Several rounds of “speed networking” followed, where HR personnel rotated from one job seeker to the next, spending five minutes to become acquainted with each candidate before moving on to the next one.
One of the disabled job seekers in attendance, Tiffany Eickhoff, enjoyed the informal yet productive nature of the event. “Everything was pretty laid back,” Tiffany says. “With the five-minute time limit, you might think that it would be more stressful, but it was really quite the opposite. There wasn’t much pressure … it was really just a series of conversations, and I made a lot of professional connections.”
As the name suggests, accessibility was a top priority for the event. Job fairs and networking functions often present logistical challenges for job seekers with disabilities, so SDI ensured that sign language interpreters, sighted guides and wheelchair access would be available for the happy hour.
Jason Hartsfield, Adult Career Services Coordinator at Starkloff, explained that although SDI made it a point to provide every possible accommodation for the event, job seekers with disabilities have intrinsically learned to come prepared to meet barriers head-on.
“We have a great deal of faith in the ability of our participants to be adaptable,” Jason says. “We try to make things as accessible as possible, but we also know that a lot of the people we work with already have their own strategies in mind,” he explains. “They’re experienced people with disabilities, and they know how to work under difficult circumstances. They do it on a daily basis.”
Disability that isn’t obvious is an often overlooked fact that played out during the event. A moment that could have been awkward or uncomfortable ultimately proved both educational and actionable.
“A couple of people with invisible disabilities presented themselves so well that no one was talking to them. The HR people didn’t realize that they were job seekers,” Jason recalls. “Once everyone became aware of it, they were able to participate fully in the networking, but it served as a great lesson for both sides.”
While the 17 job seekers arrived enthusiastic and motivated, they represent only half of the equation for a successful networking event. “You need engaged employers,” Jason says. “If employers are not engaged, the job seekers know it,” he explains. “They can sense when the employers aren’t interested in talking with them, and it gets uncomfortable because they can feel it’s being forced.”

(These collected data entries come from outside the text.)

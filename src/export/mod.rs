//! Export of projected tables to CSV, XLSX, and JSON.
//!
//! Every table is exported on its own: a failure names the offending table
//! and never stops the other tables of a batch.
//!
//! # Example
//!
//! ```no_run
//! use ocrtab::export::{export_all, ExportFormat, ExportOptions};
//! use ocrtab::{project_value, ProjectionOptions};
//!
//! let data = serde_json::json!({"Items": [{"sku": "A", "qty": 2}]});
//! let tables = project_value(&data, &ProjectionOptions::default());
//! for outcome in export_all(&tables, ExportFormat::Csv, &ExportOptions::default()) {
//!     match outcome.result {
//!         Ok(path) => println!("{} -> {}", outcome.table, path.display()),
//!         Err(e) => eprintln!("{}", e),
//!     }
//! }
//! ```

mod csv;
mod json;
mod markdown;
mod xlsx;

pub use self::csv::to_csv;
pub use self::json::{to_json_records, JsonFormat};
pub use self::markdown::{render_table, to_markdown};
pub use self::xlsx::to_xlsx;

use crate::error::{Error, Result};
use crate::model::{Table, TableSet};
use std::collections::HashSet;
use std::fs;
use std::path::PathBuf;
use std::str::FromStr;
use unicode_normalization::UnicodeNormalization;

/// Target byte format for an exported table.
#[derive(Debug, Clone, Copy, PartialEq, Eq, Hash)]
pub enum ExportFormat {
    /// Comma-separated values
    Csv,
    /// Office Open XML spreadsheet
    Xlsx,
    /// JSON array of row objects
    Json,
}

impl ExportFormat {
    /// All supported formats.
    pub const ALL: [ExportFormat; 3] = [ExportFormat::Csv, ExportFormat::Xlsx, ExportFormat::Json];

    /// File extension without the leading dot.
    pub fn extension(self) -> &'static str {
        match self {
            ExportFormat::Csv => "csv",
            ExportFormat::Xlsx => "xlsx",
            ExportFormat::Json => "json",
        }
    }

    /// MIME type of the serialized bytes.
    pub fn mime_type(self) -> &'static str {
        match self {
            ExportFormat::Csv => "text/csv",
            ExportFormat::Xlsx => {
                "application/vnd.openxmlformats-officedocument.spreadsheetml.sheet"
            }
            ExportFormat::Json => "application/json",
        }
    }
}

impl std::fmt::Display for ExportFormat {
    fn fmt(&self, f: &mut std::fmt::Formatter<'_>) -> std::fmt::Result {
        let label = match self {
            ExportFormat::Csv => "CSV",
            ExportFormat::Xlsx => "Excel",
            ExportFormat::Json => "JSON",
        };
        f.write_str(label)
    }
}

impl FromStr for ExportFormat {
    type Err = Error;

    fn from_str(s: &str) -> Result<Self> {
        match s.trim().to_lowercase().as_str() {
            "csv" => Ok(ExportFormat::Csv),
            "xlsx" | "excel" | "spreadsheet" => Ok(ExportFormat::Xlsx),
            "json" => Ok(ExportFormat::Json),
            other => Err(Error::Other(format!("Unknown export format: {}", other))),
        }
    }
}

/// Options for writing exports to disk.
#[derive(Debug, Clone)]
pub struct ExportOptions {
    /// Directory receiving exported files
    pub output_dir: PathBuf,

    /// JSON layout for [`ExportFormat::Json`]
    pub json_format: JsonFormat,
}

impl ExportOptions {
    /// Create new export options with defaults.
    pub fn new() -> Self {
        Self::default()
    }

    /// Set the output directory.
    pub fn with_output_dir(mut self, dir: impl Into<PathBuf>) -> Self {
        self.output_dir = dir.into();
        self
    }

    /// Set the JSON layout.
    pub fn with_json_format(mut self, format: JsonFormat) -> Self {
        self.json_format = format;
        self
    }
}

impl Default for ExportOptions {
    fn default() -> Self {
        Self {
            output_dir: PathBuf::from("exports"),
            json_format: JsonFormat::Pretty,
        }
    }
}

/// One serialized table.
#[derive(Debug, Clone, PartialEq, Eq)]
pub struct ExportedTable {
    /// Human-readable table name
    pub display_name: String,

    /// Filesystem-safe file name including extension
    pub file_name: String,

    /// MIME type of `bytes`
    pub mime_type: &'static str,

    /// Serialized content
    pub bytes: Vec<u8>,
}

/// Outcome of exporting one table in a batch.
#[derive(Debug)]
pub struct ExportOutcome {
    /// Display name of the table
    pub table: String,

    /// Written path, or the error naming the table
    pub result: Result<PathBuf>,
}

/// Longest file stem, in bytes, that [`sanitize_name`] produces.
pub const MAX_STEM_BYTES: usize = 200;

/// Stems Windows refuses as file names whatever the extension.
const RESERVED_STEMS: [&str; 22] = [
    "con", "prn", "aux", "nul", "com1", "com2", "com3", "com4", "com5", "com6", "com7", "com8",
    "com9", "lpt1", "lpt2", "lpt3", "lpt4", "lpt5", "lpt6", "lpt7", "lpt8", "lpt9",
];

/// Derive a filesystem-safe name from a display name.
///
/// Letters (any script), digits, hyphens, and underscores are kept,
/// everything else becomes an underscore, and the result is lowercase.
/// Names with nothing usable left fall back to `table`; reserved device
/// names get a `table_` prefix. The stem is cut to [`MAX_STEM_BYTES`] on a
/// character boundary so deduplication suffixes and extensions still fit.
pub fn sanitize_name(name: &str) -> String {
    let lowered: String = name.nfc().collect::<String>().to_lowercase();
    let safe: String = lowered
        .chars()
        .map(|c| {
            if c.is_alphanumeric() || c == '-' || c == '_' {
                c
            } else {
                '_'
            }
        })
        .collect();
    if safe.chars().all(|c| c == '_') {
        return "table".to_string();
    }

    let safe = if RESERVED_STEMS.contains(&safe.as_str()) {
        format!("table_{}", safe)
    } else {
        safe
    };
    truncate_on_char_boundary(safe, MAX_STEM_BYTES)
}

fn truncate_on_char_boundary(mut text: String, max_bytes: usize) -> String {
    if text.len() > max_bytes {
        let mut end = max_bytes;
        while !text.is_char_boundary(end) {
            end -= 1;
        }
        text.truncate(end);
    }
    text
}

/// Serialize one table to bytes in the given format.
pub fn export_table(
    table: &Table,
    display_name: &str,
    format: ExportFormat,
) -> Result<ExportedTable> {
    export_table_with(table, display_name, format, JsonFormat::Pretty)
}

fn export_table_with(
    table: &Table,
    display_name: &str,
    format: ExportFormat,
    json_format: JsonFormat,
) -> Result<ExportedTable> {
    let bytes = match format {
        ExportFormat::Csv => to_csv(table),
        ExportFormat::Xlsx => to_xlsx(table),
        ExportFormat::Json => to_json_records(table, json_format),
    }
    .map_err(|e| Error::export(display_name, e))?;

    Ok(ExportedTable {
        display_name: display_name.to_string(),
        file_name: format!("{}.{}", sanitize_name(display_name), format.extension()),
        mime_type: format.mime_type(),
        bytes,
    })
}

/// Export every table to `options.output_dir`, each independently.
///
/// Names that collide after sanitization get a numeric suffix.
pub fn export_all(
    tables: &TableSet,
    format: ExportFormat,
    options: &ExportOptions,
) -> Vec<ExportOutcome> {
    let mut used = HashSet::new();
    tables
        .iter()
        .map(|(name, table)| {
            let result = export_one(table, name, format, options, &mut used);
            if let Err(e) = &result {
                log::warn!("{}", e);
            }
            ExportOutcome {
                table: name.clone(),
                result,
            }
        })
        .collect()
}

fn export_one(
    table: &Table,
    name: &str,
    format: ExportFormat,
    options: &ExportOptions,
    used: &mut HashSet<String>,
) -> Result<PathBuf> {
    let mut exported = export_table_with(table, name, format, options.json_format)?;

    let stem = sanitize_name(name);
    let mut n = 1;
    while !used.insert(exported.file_name.clone()) {
        n += 1;
        exported.file_name = format!("{}_{}.{}", stem, n, format.extension());
    }

    let path = options.output_dir.join(&exported.file_name);
    fs::create_dir_all(&options.output_dir)
        .and_then(|_| fs::write(&path, &exported.bytes))
        .map_err(|e| Error::export(name, e.into()))?;

    log::debug!("Exported '{}' to {}", name, path.display());
    Ok(path)
}
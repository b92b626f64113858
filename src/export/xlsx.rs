//! Spreadsheet (XLSX) export.
//!
//! One worksheet per table: header row from the table columns, then one row
//! per record with numeric, boolean and text cells. Null cells are left empty.

use crate::error::{Error, Result};
use crate::model::{Cell, Table};
use rust_xlsxwriter::{ColNum, RowNum, Workbook, Worksheet};

/// Excel's limit on sheet name length.
const MAX_SHEET_NAME: usize = 31;

/// Serialize a table as an XLSX workbook with one sheet.
pub fn to_xlsx(table: &Table) -> Result<Vec<u8>> {
    let mut workbook = Workbook::new();
    let sheet = workbook.add_worksheet();
    sheet.set_name(sheet_name(&table.name))?;

    for (col, name) in table.columns().iter().enumerate() {
        sheet.write_string(0, column_index(col)?, name)?;
    }

    for (i, cells) in table.dense_rows().enumerate() {
        let row = row_index(i + 1)?;
        for (col, cell) in cells.into_iter().enumerate() {
            write_cell(sheet, row, column_index(col)?, cell)?;
        }
    }

    Ok(workbook.save_to_buffer()?)
}

fn write_cell(sheet: &mut Worksheet, row: RowNum, col: ColNum, cell: &Cell) -> Result<()> {
    match cell {
        Cell::Null => {}
        Cell::Bool(b) => {
            sheet.write_boolean(row, col, *b)?;
        }
        Cell::Number(n) => match n.as_f64() {
            Some(value) => {
                sheet.write_number(row, col, value)?;
            }
            None => {
                sheet.write_string(row, col, n.to_string())?;
            }
        },
        Cell::Text(s) => {
            sheet.write_string(row, col, s)?;
        }
    }
    Ok(())
}

fn row_index(row: usize) -> Result<RowNum> {
    RowNum::try_from(row).map_err(|_| Error::Spreadsheet(format!("row {} out of range", row)))
}

fn column_index(col: usize) -> Result<ColNum> {
    ColNum::try_from(col).map_err(|_| Error::Spreadsheet(format!("column {} out of range", col)))
}

/// Sheet names may not contain `[]:*?/\` and are limited to 31 characters.
fn sheet_name(name: &str) -> String {
    let cleaned: String = name
        .chars()
        .map(|c| match c {
            '[' | ']' | ':' | '*' | '?' | '/' | '\\' => '_',
            c => c,
        })
        .take(MAX_SHEET_NAME)
        .collect();
    let cleaned = cleaned.trim_matches('\'').trim();
    if cleaned.is_empty() {
        "Sheet1".to_string()
    } else {
        cleaned.to_string()
    }
}
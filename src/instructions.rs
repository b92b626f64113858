//! Extraction instruction sets loaded from a directory of Markdown files.

use crate::error::{Error, Result};
use std::collections::BTreeMap;
use std::fs;
use std::path::{Path, PathBuf};

/// File extension of instruction set files.
const INSTRUCTION_EXTENSION: &str = "md";

/// Source of named extraction instructions.
pub trait InstructionSource {
    /// Names of the available instruction sets, sorted.
    fn names(&self) -> Vec<&str>;

    /// Instruction text for `name`.
    ///
    /// Fails with [`Error::InstructionSetNotFound`] for unknown names.
    fn get(&self, name: &str) -> Result<&str>;
}

/// Instruction sets read from `<dir>/*.md`, named by file stem.
#[derive(Debug, Clone, Default)]
pub struct InstructionLibrary {
    dir: Option<PathBuf>,
    sets: BTreeMap<String, String>,
}

impl InstructionLibrary {
    /// Create an empty library.
    pub fn new() -> Self {
        Self::default()
    }

    /// Load every `.md` file in `dir`.
    ///
    /// A missing directory is an error; an empty one yields an empty library.
    pub fn load<P: AsRef<Path>>(dir: P) -> Result<Self> {
        let dir = dir.as_ref();
        let mut sets = BTreeMap::new();

        for entry in fs::read_dir(dir)? {
            let path = entry?.path();
            let is_instruction = path.is_file()
                && path
                    .extension()
                    .and_then(|e| e.to_str())
                    .is_some_and(|e| e.eq_ignore_ascii_case(INSTRUCTION_EXTENSION));
            if !is_instruction {
                continue;
            }
            let Some(name) = path.file_stem().and_then(|s| s.to_str()) else {
                log::warn!("Skipping instruction file with non UTF-8 name: {}", path.display());
                continue;
            };
            sets.insert(name.to_string(), fs::read_to_string(&path)?);
        }

        log::debug!("Loaded {} instruction sets from {}", sets.len(), dir.display());
        Ok(Self {
            dir: Some(dir.to_path_buf()),
            sets,
        })
    }

    /// Add an instruction set in memory.
    pub fn insert(&mut self, name: impl Into<String>, text: impl Into<String>) {
        self.sets.insert(name.into(), text.into());
    }

    /// Directory the library was loaded from, if any.
    pub fn dir(&self) -> Option<&Path> {
        self.dir.as_deref()
    }

    /// Number of instruction sets.
    pub fn len(&self) -> usize {
        self.sets.len()
    }

    /// Check if the library is empty.
    pub fn is_empty(&self) -> bool {
        self.sets.is_empty()
    }
}

impl InstructionSource for InstructionLibrary {
    fn names(&self) -> Vec<&str> {
        self.sets.keys().map(String::as_str).collect()
    }

    fn get(&self, name: &str) -> Result<&str> {
        self.sets
            .get(name)
            .map(String::as_str)
            .ok_or_else(|| Error::InstructionSetNotFound(name.to_string()))
    }
}
//! Markdown rendering of projected tables for display.

use crate::model::{Table, TableSet};

/// Render every table as a Markdown section.
pub fn to_markdown(tables: &TableSet) -> String {
    let mut output = String::new();
    for table in tables.values() {
        output.push_str(&format!("## {}\n\n", table.name));
        render_table(&mut output, table);
    }
    output
}

/// Render one table as a Markdown pipe table.
pub fn render_table(output: &mut String, table: &Table) {
    if table.column_count() == 0 {
        output.push_str("_(empty)_\n\n");
        return;
    }

    output.push('|');
    for column in table.columns() {
        output.push_str(&format!(" {} |", escape_cell(column)));
    }
    output.push('\n');

    output.push('|');
    for _ in table.columns() {
        output.push_str(" --- |");
    }
    output.push('\n');

    for cells in table.dense_rows() {
        output.push('|');
        for cell in cells {
            output.push_str(&format!(" {} |", escape_cell(&cell.plain_text())));
        }
        output.push('\n');
    }

    output.push('\n');
}

/// Keep a cell on one line and stop pipes from splitting it.
fn escape_cell(text: &str) -> String {
    text.replace('\n', " ").replace('|', "\\|").trim().to_string()
}

#[cfg(test)]
mod tests {
    use super::*;
    use crate::model::{Cell, Row};

    #[test]
    fn test_escape_cell() {
        assert_eq!(escape_cell("a|b\nc "), "a\\|b c");
    }

    #[test]
    fn test_to_markdown() {
        let mut table = Table::new("Items");
        let mut row = Row::new();
        row.insert("sku".into(), Cell::from("A"));
        row.insert("qty".into(), Cell::from(2));
        table.add_row(row);
        let mut tables = TableSet::new();
        tables.insert(table.name.clone(), table);

        assert_eq!(
            to_markdown(&tables),
            "## Items\n\n| sku | qty |\n| --- | --- |\n| A | 2 |\n\n"
        );
    }
}
//! Delimited-text export.

use crate::error::{Error, Result};
use crate::model::Table;

/// Serialize a table as UTF-8 CSV with a header row.
pub fn to_csv(table: &Table) -> Result<Vec<u8>> {
    let mut writer = ::csv::Writer::from_writer(Vec::new());

    if table.column_count() > 0 {
        writer.write_record(table.columns())?;
        for cells in table.dense_rows() {
            writer.write_record(cells.iter().map(|c| c.plain_text()))?;
        }
    }

    writer
        .into_inner()
        .map_err(|e| Error::Csv(format!("failed to flush CSV writer: {}", e)))
}

#[cfg(test)]
mod tests {
    use super::*;
    use crate::model::{Cell, Row};

    #[test]
    fn test_to_csv_fills_missing_cells() {
        let mut table = Table::new("Items");
        let mut first = Row::new();
        first.insert("sku".into(), Cell::from("A"));
        first.insert("qty".into(), Cell::from(2));
        table.add_row(first);
        let mut second = Row::new();
        second.insert("sku".into(), Cell::from("B, large"));
        table.add_row(second);

        let csv = String::from_utf8(to_csv(&table).unwrap()).unwrap();
        assert_eq!(csv, "sku,qty\nA,2\n\"B, large\",\n");
    }

    #[test]
    fn test_to_csv_empty_table() {
        let table = Table::new("Empty");
        assert!(to_csv(&table).unwrap().is_empty());
    }
}
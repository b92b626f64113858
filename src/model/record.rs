//! Structured records produced by recognition and the document-level result.

use crate::error::{Error, Result};
use serde::{Deserialize, Serialize};
use serde_json::{Map, Value};

/// Ordered mapping from string key to schema-less value.
pub type Mapping = Map<String, Value>;

/// Key marking a record as the output of a failed recognition.
pub const ERROR_MARKER_KEY: &str = "error";

/// Exact key set of a record built by [`StructuredRecord::error_marker`].
const ERROR_MARKER_KEYS: [&str; 3] = [ERROR_MARKER_KEY, "file", "message"];

/// One recognition engine's JSON-shaped output for a page or a whole document.
#[derive(Debug, Clone, PartialEq, Serialize, Deserialize)]
pub struct StructuredRecord {
    /// Originating document or page
    #[serde(rename = "file_name")]
    pub source_name: String,

    /// Record content; always an object, possibly empty
    #[serde(rename = "ocr_contents")]
    pub content: Mapping,
}

impl StructuredRecord {
    /// Create a record from an arbitrary JSON value.
    ///
    /// Fails with [`Error::InvalidRecord`] unless `content` is an object.
    pub fn new(source_name: impl Into<String>, content: Value) -> Result<Self> {
        let source_name = source_name.into();
        match content {
            Value::Object(content) => Ok(Self {
                source_name,
                content,
            }),
            other => Err(Error::InvalidRecord {
                source_name,
                found: json_type_name(&other),
            }),
        }
    }

    /// Create a record from an already-validated mapping.
    pub fn from_mapping(source_name: impl Into<String>, content: Mapping) -> Self {
        Self {
            source_name: source_name.into(),
            content,
        }
    }

    /// Build the record a recognizer returns when it fails on one input.
    pub fn error_marker(
        source_name: impl Into<String>,
        file: impl Into<String>,
        error: impl std::fmt::Display,
    ) -> Self {
        let mut content = Mapping::new();
        content.insert(ERROR_MARKER_KEY.into(), Value::String(error.to_string()));
        content.insert("file".into(), Value::String(file.into()));
        content.insert(
            "message".into(),
            Value::String("Recognition failed".to_string()),
        );
        Self::from_mapping(source_name, content)
    }

    /// Check whether this record carries an explicit error marker.
    ///
    /// Only the exact `error`/`file`/`message` shape counts; a document field
    /// that happens to be called `error` does not.
    pub fn is_error_marker(&self) -> bool {
        self.content.len() == ERROR_MARKER_KEYS.len()
            && ERROR_MARKER_KEYS
                .iter()
                .all(|key| self.content.contains_key(*key))
    }

    /// Check if the record has no content.
    pub fn is_empty(&self) -> bool {
        self.content.is_empty()
    }
}

/// Document-level outcome after applying an extraction instruction set.
#[derive(Debug, Clone, PartialEq, Serialize, Deserialize)]
pub struct ExtractionResult {
    /// Source document name (display only)
    #[serde(rename = "pdf_file")]
    pub document_name: String,

    /// Instruction set used for extraction (display only)
    #[serde(rename = "prompt_name")]
    pub instruction_set_name: String,

    /// Extracted data, the sole input to projection
    #[serde(rename = "extracted_data")]
    pub data: Mapping,
}

impl ExtractionResult {
    /// Default document name used when the input carries none.
    pub const DEFAULT_DOCUMENT: &'static str = "document.pdf";

    /// Default instruction set name used when the input carries none.
    pub const DEFAULT_INSTRUCTION_SET: &'static str = "default";

    /// Create a new extraction result.
    pub fn new(
        document_name: impl Into<String>,
        instruction_set_name: impl Into<String>,
        data: Mapping,
    ) -> Self {
        Self {
            document_name: document_name.into(),
            instruction_set_name: instruction_set_name.into(),
            data,
        }
    }

    /// Wrap a structured record's content under default provenance names.
    pub fn from_record(record: &StructuredRecord) -> Self {
        Self::new(
            record.source_name.clone(),
            Self::DEFAULT_INSTRUCTION_SET,
            record.content.clone(),
        )
    }
}

/// Human-readable JSON type name.
pub(crate) fn json_type_name(value: &Value) -> &'static str {
    match value {
        Value::Null => "null",
        Value::Bool(_) => "boolean",
        Value::Number(_) => "number",
        Value::String(_) => "string",
        Value::Array(_) => "array",
        Value::Object(_) => "object",
    }
}
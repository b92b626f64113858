//! Integration tests for merging per-page records.

use ocrtab::{merge_pages, MergeOptions, PageRecord, StructuredRecord};
use serde_json::{json, Value};

fn page(number: u32, content: Value) -> PageRecord {
    let record = StructuredRecord::new(format!("page_{:03}", number), content).unwrap();
    PageRecord::new(number, format!("page_{:03}.jpeg", number))
        .unwrap()
        .with_data(record)
}

fn empty_page(number: u32) -> PageRecord {
    PageRecord::new(number, format!("page_{:03}.jpeg", number)).unwrap()
}

#[test]
fn test_key_order_is_first_seen_across_pages() {
    let pages = vec![
        page(1, json!({"Votre Commande": "21854", "Client": "ACME"})),
        page(2, json!({"Lignes": [{"sku": "A"}], "Client": "ACME"})),
        page(3, json!({"Total": "120", "Votre Commande": "21854"})),
    ];

    let merged = merge_pages(&pages, &MergeOptions::default());
    let keys: Vec<&str> = merged.keys().map(String::as_str).collect();
    assert_eq!(keys, vec!["Votre Commande", "Client", "Lignes", "Total"]);
}

#[test]
fn test_list_then_scalar_appends() {
    let pages = vec![page(1, json!({"k": ["A", "B"]})), page(2, json!({"k": "C"}))];
    let merged = merge_pages(&pages, &MergeOptions::default());
    assert_eq!(merged["k"], json!(["A", "B", "C"]));
}

#[test]
fn test_scalar_promotion_step_by_step() {
    let p1 = page(1, json!({"k": "X"}));
    let p2 = page(2, json!({"k": "Y"}));
    let p3 = page(3, json!({"k": "Z"}));
    let options = MergeOptions::default();

    assert_eq!(merge_pages(&[p1.clone()], &options)["k"], json!("X"));
    assert_eq!(
        merge_pages(&[p1.clone(), p2.clone()], &options)["k"],
        json!(["X", "Y"])
    );
    assert_eq!(merge_pages(&[p1, p2, p3], &options)["k"], json!(["X", "Y", "Z"]));
}

#[test]
fn test_records_lists_concatenate_across_pages() {
    let pages = vec![
        page(1, json!({"Items": [{"sku": "A"}, {"sku": "B"}]})),
        page(2, json!({"Items": [{"sku": "C"}]})),
    ];
    let merged = merge_pages(&pages, &MergeOptions::default());
    assert_eq!(
        merged["Items"],
        json!([{"sku": "A"}, {"sku": "B"}, {"sku": "C"}])
    );
}

#[test]
fn test_missing_data_does_not_change_order() {
    let with_gap = vec![
        page(1, json!({"a": 1})),
        empty_page(2),
        page(3, json!({"b": 2, "a": 3})),
    ];
    let without_gap = vec![page(1, json!({"a": 1})), page(3, json!({"b": 2, "a": 3}))];

    let options = MergeOptions::default();
    assert_eq!(
        merge_pages(&with_gap, &options),
        merge_pages(&without_gap, &options)
    );
}

#[test]
fn test_all_pages_empty_gives_empty_mapping() {
    let pages = vec![empty_page(1), empty_page(2)];
    assert!(merge_pages(&pages, &MergeOptions::default()).is_empty());
    assert!(merge_pages(&[], &MergeOptions::default()).is_empty());
}

#[test]
fn test_pages_merge_in_page_number_order_not_input_order() {
    let pages = vec![page(3, json!({"k": "Z"})), page(1, json!({"k": "X"})), page(2, json!({"k": "Y"}))];
    let merged = merge_pages(&pages, &MergeOptions::default());
    assert_eq!(merged["k"], json!(["X", "Y", "Z"]));
}

/// Mixed shapes across pages are kept as a heterogeneous list, unchanged.
#[test]
fn test_scalar_then_mapping_becomes_mixed_list() {
    let pages = vec![
        page(1, json!({"Customer": "ACME"})),
        page(2, json!({"Customer": {"name": "ACME", "city": "Lyon"}})),
    ];
    let merged = merge_pages(&pages, &MergeOptions::default());
    assert_eq!(
        merged["Customer"],
        json!(["ACME", {"name": "ACME", "city": "Lyon"}])
    );
}
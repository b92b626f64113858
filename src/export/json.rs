//! JSON records export.

use crate::error::Result;
use crate::model::Table;
use serde::Serialize;
use serde_json::{Map, Value};

/// JSON output format.
#[derive(Debug, Clone, Copy, PartialEq, Eq, Default)]
pub enum JsonFormat {
    /// Pretty-printed JSON with indentation
    #[default]
    Pretty,
    /// Compact JSON without extra whitespace
    Compact,
}

/// Serialize a table as an array of row objects.
///
/// Every row carries every column; missing cells are `null`.
pub fn to_json_records(table: &Table, format: JsonFormat) -> Result<Vec<u8>> {
    let records: Vec<Map<String, Value>> = table
        .dense_rows()
        .map(|cells| {
            table
                .columns()
                .iter()
                .zip(cells)
                .map(|(column, cell)| serde_json::to_value(cell).map(|v| (column.clone(), v)))
                .collect::<serde_json::Result<Map<String, Value>>>()
        })
        .collect::<serde_json::Result<Vec<_>>>()?;

    let bytes = match format {
        JsonFormat::Pretty => {
            let mut out = Vec::new();
            let formatter = serde_json::ser::PrettyFormatter::with_indent(b"    ");
            let mut ser = serde_json::Serializer::with_formatter(&mut out, formatter);
            records.serialize(&mut ser)?;
            out
        }
        JsonFormat::Compact => serde_json::to_vec(&records)?,
    };
    Ok(bytes)
}
//! Error types for ocrtab library.

use std::io;
use thiserror::Error;

/// Result type alias for ocrtab operations.
pub type Result<T> = std::result::Result<T, Error>;

/// Error types that can occur while merging, projecting, or exporting records.
#[derive(Error, Debug)]
pub enum Error {
    /// I/O error when reading or writing files.
    #[error("I/O error: {0}")]
    Io(#[from] io::Error),

    /// Malformed JSON input.
    #[error("JSON error: {0}")]
    Json(#[from] serde_json::Error),

    /// Page numbers are 1-based.
    #[error("Invalid page number {0}: pages are numbered from 1")]
    InvalidPageNumber(u32),

    /// Record content was not a JSON object.
    #[error("Invalid record '{source_name}': content must be an object, got {found}")]
    InvalidRecord {
        /// Name of the document or page the record came from
        source_name: String,
        /// JSON type that was found instead
        found: &'static str,
    },

    /// The requested extraction instruction set does not exist.
    #[error("Instruction set '{0}' not found")]
    InstructionSetNotFound(String),

    /// The recognition collaborator failed.
    #[error("Recognition error: {0}")]
    Recognition(String),

    /// Serializing or writing one table failed.
    #[error("Failed to export table '{table}': {source}")]
    Export {
        /// Display name of the table being exported
        table: String,
        /// Underlying failure
        #[source]
        source: Box<Error>,
    },

    /// CSV writer error.
    #[error("CSV error: {0}")]
    Csv(String),

    /// Spreadsheet writer error.
    #[error("Spreadsheet error: {0}")]
    Spreadsheet(String),

    /// Generic error with message.
    #[error("{0}")]
    Other(String),
}

impl Error {
    /// Attach a table display name to an export failure.
    pub fn export(table: impl Into<String>, source: Error) -> Self {
        Error::Export {
            table: table.into(),
            source: Box::new(source),
        }
    }
}

impl From<csv::Error> for Error {
    fn from(err: csv::Error) -> Self {
        Error::Csv(err.to_string())
    }
}

impl From<rust_xlsxwriter::XlsxError> for Error {
    fn from(err: rust_xlsxwriter::XlsxError) -> Self {
        Error::Spreadsheet(err.to_string())
    }
}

Tiffany noticed right away the positive energy and earnestness exhibited by the participating HR professionals and corporate representatives. “It was very clear that everyone was happy and wanted to be there,” Tiffany reports. “It’s not always that way, but in this case they definitely seemed to enjoy talking, listening and getting to know the candidates.”
Jason says the planning, structure and pace of the event made it truly accessible to everyone in terms of differing personalities as well as disability. “Whether or not disability is a factor, you always have people who are eager to approach a conversation and people who are not. I think having structured networking events like this really evens the playing field for everybody.”